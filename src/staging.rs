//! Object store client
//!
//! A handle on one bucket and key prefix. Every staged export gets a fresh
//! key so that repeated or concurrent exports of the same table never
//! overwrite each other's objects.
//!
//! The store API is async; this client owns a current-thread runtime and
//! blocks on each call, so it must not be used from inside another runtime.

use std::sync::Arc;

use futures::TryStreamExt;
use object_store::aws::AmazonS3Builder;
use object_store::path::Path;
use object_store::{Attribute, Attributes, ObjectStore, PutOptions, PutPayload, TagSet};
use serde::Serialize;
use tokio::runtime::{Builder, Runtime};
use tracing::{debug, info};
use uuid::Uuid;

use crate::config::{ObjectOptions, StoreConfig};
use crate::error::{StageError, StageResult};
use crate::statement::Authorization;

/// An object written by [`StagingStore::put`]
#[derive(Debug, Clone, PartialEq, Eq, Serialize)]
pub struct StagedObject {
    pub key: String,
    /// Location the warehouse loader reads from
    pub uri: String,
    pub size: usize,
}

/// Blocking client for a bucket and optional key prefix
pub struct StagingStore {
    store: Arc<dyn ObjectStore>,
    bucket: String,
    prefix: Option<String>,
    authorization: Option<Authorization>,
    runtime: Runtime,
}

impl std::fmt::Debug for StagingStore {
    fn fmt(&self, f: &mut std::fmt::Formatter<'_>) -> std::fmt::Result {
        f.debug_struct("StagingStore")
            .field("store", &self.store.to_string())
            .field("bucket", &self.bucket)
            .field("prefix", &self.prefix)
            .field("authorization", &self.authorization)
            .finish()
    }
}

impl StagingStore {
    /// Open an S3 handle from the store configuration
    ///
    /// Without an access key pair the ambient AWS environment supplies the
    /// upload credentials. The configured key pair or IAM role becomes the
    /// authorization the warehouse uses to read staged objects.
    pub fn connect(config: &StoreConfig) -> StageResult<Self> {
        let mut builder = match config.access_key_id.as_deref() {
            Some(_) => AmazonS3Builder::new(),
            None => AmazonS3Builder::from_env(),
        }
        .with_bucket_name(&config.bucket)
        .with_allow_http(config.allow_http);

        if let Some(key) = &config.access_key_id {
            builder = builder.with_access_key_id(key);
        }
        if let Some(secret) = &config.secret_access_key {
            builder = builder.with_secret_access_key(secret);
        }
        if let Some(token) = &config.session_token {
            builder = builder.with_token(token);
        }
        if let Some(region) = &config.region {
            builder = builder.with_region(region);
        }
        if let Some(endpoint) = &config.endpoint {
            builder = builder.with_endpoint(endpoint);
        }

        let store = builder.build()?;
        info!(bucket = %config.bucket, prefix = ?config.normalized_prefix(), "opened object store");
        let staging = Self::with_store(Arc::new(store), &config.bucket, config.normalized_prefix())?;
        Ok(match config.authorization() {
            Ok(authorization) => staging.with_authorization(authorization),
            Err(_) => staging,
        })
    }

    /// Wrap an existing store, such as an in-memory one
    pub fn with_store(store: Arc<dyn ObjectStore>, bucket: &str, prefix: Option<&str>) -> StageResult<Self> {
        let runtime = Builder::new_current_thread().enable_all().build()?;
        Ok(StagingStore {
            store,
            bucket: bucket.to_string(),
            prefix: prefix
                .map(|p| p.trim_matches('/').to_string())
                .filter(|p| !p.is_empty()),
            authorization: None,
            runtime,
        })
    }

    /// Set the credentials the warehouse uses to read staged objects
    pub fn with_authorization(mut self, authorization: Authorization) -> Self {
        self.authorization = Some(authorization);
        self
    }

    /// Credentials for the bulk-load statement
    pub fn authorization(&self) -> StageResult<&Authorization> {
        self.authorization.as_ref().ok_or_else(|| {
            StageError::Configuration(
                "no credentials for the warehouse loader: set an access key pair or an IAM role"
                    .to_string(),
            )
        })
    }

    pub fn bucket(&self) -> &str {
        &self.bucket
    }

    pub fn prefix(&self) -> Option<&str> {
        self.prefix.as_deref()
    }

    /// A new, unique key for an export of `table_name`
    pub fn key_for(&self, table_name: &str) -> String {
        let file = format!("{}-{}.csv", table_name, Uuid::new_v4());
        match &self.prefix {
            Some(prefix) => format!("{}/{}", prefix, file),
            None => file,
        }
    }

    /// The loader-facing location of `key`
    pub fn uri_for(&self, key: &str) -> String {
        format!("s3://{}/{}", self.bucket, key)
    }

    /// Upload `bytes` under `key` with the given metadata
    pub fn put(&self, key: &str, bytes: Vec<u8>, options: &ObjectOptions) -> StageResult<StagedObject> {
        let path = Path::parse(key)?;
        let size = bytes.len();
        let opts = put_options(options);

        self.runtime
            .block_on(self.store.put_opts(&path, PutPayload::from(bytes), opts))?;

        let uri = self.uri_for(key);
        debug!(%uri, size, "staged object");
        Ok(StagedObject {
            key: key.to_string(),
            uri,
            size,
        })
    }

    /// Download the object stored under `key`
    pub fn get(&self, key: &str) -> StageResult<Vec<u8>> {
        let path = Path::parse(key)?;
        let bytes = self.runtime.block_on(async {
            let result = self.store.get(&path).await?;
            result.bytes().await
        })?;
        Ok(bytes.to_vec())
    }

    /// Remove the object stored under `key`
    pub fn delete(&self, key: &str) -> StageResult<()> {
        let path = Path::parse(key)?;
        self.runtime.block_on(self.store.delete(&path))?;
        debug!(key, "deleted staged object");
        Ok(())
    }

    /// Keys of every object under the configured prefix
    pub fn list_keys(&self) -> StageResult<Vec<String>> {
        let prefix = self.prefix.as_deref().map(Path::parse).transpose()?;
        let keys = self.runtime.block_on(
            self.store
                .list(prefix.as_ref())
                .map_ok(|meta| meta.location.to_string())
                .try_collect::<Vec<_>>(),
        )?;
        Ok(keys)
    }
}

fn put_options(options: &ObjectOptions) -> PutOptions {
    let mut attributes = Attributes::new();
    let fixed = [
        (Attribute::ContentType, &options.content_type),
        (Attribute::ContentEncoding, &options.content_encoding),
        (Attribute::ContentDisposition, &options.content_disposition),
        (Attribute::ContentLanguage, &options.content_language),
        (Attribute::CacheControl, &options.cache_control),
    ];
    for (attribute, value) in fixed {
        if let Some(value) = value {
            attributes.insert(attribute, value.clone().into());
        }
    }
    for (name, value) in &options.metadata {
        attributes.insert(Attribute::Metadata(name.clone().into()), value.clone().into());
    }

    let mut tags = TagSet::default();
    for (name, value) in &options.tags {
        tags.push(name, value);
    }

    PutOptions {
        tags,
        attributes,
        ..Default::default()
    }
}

# # # # # # #

The records above must be written out again exactly.

filename src/staging.rs
//! Object store client
//!
//! A handle on one bucket and key prefix. Every staged export gets a fresh
//! key so that repeated or concurrent exports of the same table never
//! overwrite each other's objects.
//!
//! The store API is async; this client owns a current-thread runtime and
//! blocks on each call, so it must not be used from inside another runtime.

use std::sync::Arc;

use futures::TryStreamExt;
use object_store::aws::AmazonS3Builder;
use object_store::path::Path;
use object_store::{Attribute, Attributes, ObjectStore, PutOptions, PutPayload, TagSet};
use serde::Serialize;
use tokio::runtime::{Builder, Runtime};
use tracing::{debug, info};
use uuid::Uuid;

use crate::config::{ObjectOptions, StoreConfig};
use crate::error::{StageError, StageResult};
use crate::statement::Authorization;

/// An object written by [`StagingStore::put`]
#[derive(Debug, Clone, PartialEq, Eq, Serialize)]
pub struct StagedObject {
    pub key: String,
    /// Location the warehouse loader reads from
    pub uri: String,
    pub size: usize,
}

/// Blocking client for a bucket and optional key prefix
pub struct StagingStore {
    store: Arc<dyn ObjectStore>,
    bucket: String,
    prefix: Option<String>,
    authorization: Option<Authorization>,
    runtime: Runtime,
}

impl std::fmt::Debug for StagingStore {
    fn fmt(&self, f: &mut std::fmt::Formatter<'_>) -> std::fmt::Result {
        f.debug_struct("StagingStore")
            .field("store", &self.store.to_string())
            .field("bucket", &self.bucket)
            .field("prefix", &self.prefix)
            .field("authorization", &self.authorization)
            .finish()
    }
}

impl StagingStore {
    /// Open an S3 handle from the store configuration
    ///
    /// Without an access key pair the ambient AWS environment supplies the
    /// upload credentials. The configured key pair or IAM role becomes the
    /// authorization the warehouse uses to read staged objects.
    pub fn connect(config: &StoreConfig) -> StageResult<Self> {
        let mut builder = match config.access_key_id.as_deref() {
            Some(_) => AmazonS3Builder::new(),
            None => AmazonS3Builder::from_env(),
        }
        .with_bucket_name(&config.bucket)
        .with_allow_http(config.allow_http);

        if let Some(key) = &config.access_key_id {
            builder = builder.with_access_key_id(key);
        }
        if let Some(secret) = &config.secret_access_key {
            builder = builder.with_secret_access_key(secret);
        }
        if let Some(token) = &config.session_token {
            builder = builder.with_token(token);
        }
        if let Some(region) = &config.region {
            builder = builder.with_region(region);
        }
        if let Some(endpoint) = &config.endpoint {
            builder = builder.with_endpoint(endpoint);
        }

        let store = builder.build()?;
        info!(bucket = %config.bucket, prefix = ?config.normalized_prefix(), "opened object store");
        let staging = Self::with_store(Arc::new(store), &config.bucket, config.normalized_prefix())?;
        Ok(match config.authorization() {
            Ok(authorization) => staging.with_authorization(authorization),
            Err(_) => staging,
        })
    }

    /// Wrap an existing store, such as an in-memory one
    pub fn with_store(store: Arc<dyn ObjectStore>, bucket: &str, prefix: Option<&str>) -> StageResult<Self> {
        let runtime = Builder::new_current_thread().enable_all().build()?;
        Ok(StagingStore {
            store,
            bucket: bucket.to_string(),
            prefix: prefix
                .map(|p| p.trim_matches('/').to_string())
                .filter(|p| !p.is_empty()),
            authorization: None,
            runtime,
        })
    }

    /// Set the credentials the warehouse uses to read staged objects
    pub fn with_authorization(mut self, authorization: Authorization) -> Self {
        self.authorization = Some(authorization);
        self
    }

    /// Credentials for the bulk-load statement
    pub fn authorization(&self) -> StageResult<&Authorization> {
        self.authorization.as_ref().ok_or_else(|| {
            StageError::Configuration(
                "no credentials for the warehouse loader: set an access key pair or an IAM role"
                    .to_string(),
            )
        })
    }

    pub fn bucket(&self) -> &str {
        &self.bucket
    }

    pub fn prefix(&self) -> Option<&str> {
        self.prefix.as_deref()
    }

    /// A new, unique key for an export of `table_name`
    pub fn key_for(&self, table_name: &str) -> String {
        let file = format!("{}-{}.csv", table_name, Uuid::new_v4());
        match &self.prefix {
            Some(prefix) => format!("{}/{}", prefix, file),
            None => file,
        }
    }

    /// The loader-facing location of `key`
    pub fn uri_for(&self, key: &str) -> String {
        format!("s3://{}/{}", self.bucket, key)
    }

    /// Upload `bytes` under `key` with the given metadata
    pub fn put(&self, key: &str, bytes: Vec<u8>, options: &ObjectOptions) -> StageResult<StagedObject> {
        let path = Path::parse(key)?;
        let size = bytes.len();
        let opts = put_options(options);

        self.runtime
            .block_on(self.store.put_opts(&path, PutPayload::from(bytes), opts))?;

        let uri = self.uri_for(key);
        debug!(%uri, size, "staged object");
        Ok(StagedObject {
            key: key.to_string(),
            uri,
            size,
        })
    }

    /// Download the object stored under `key`
    pub fn get(&self, key: &str) -> StageResult<Vec<u8>> {
        let path = Path::parse(key)?;
        let bytes = self.runtime.block_on(async {
            let result = self.store.get(&path).await?;
            result.bytes().await
        })?;
        Ok(bytes.to_vec())
    }

    /// Remove the object stored under `key`
    pub fn delete(&self, key: &str) -> StageResult<()> {
        let path = Path::parse(key)?;
        self.runtime.block_on(self.store.delete(&path))?;
        debug!(key, "deleted staged object");
        Ok(())
    }

    /// Keys of every object under the configured prefix
    pub fn list_keys(&self) -> StageResult<Vec<String>> {
        let prefix = self.prefix.as_deref().map(Path::parse).transpose()?;
        let keys = self.runtime.block_on(
            self.store
                .list(prefix.as_ref())
                .map_ok(|meta| meta.location.to_string())
                .try_collect::<Vec<_>>(),
        )?;
        Ok(keys)
    }
}

fn put_options(options: &ObjectOptions) -> PutOptions {
    let mut attributes = Attributes::new();
    let fixed = [
        (Attribute::ContentType, &options.content_type),
        (Attribute::ContentEncoding, &options.content_encoding),
        (Attribute::ContentDisposition, &options.content_disposition),
        (Attribute::ContentLanguage, &options.content_language),
        (Attribute::CacheControl, &options.cache_control),
    ];
    for (attribute, value) in fixed {
        if let Some(value) = value {
            attributes.insert(attribute, value.clone().into());
        }
    }
    for (name, value) in &options.metadata {
        attributes.insert(Attribute::Metadata(name.clone().into()), value.clone().into());
    }

    let mut tags = TagSet::default();
    for (name, value) in &options.tags {
        tags.push(name, value);
    }

    PutOptions {
        tags,
        attributes,
        ..Default::default()
    }
}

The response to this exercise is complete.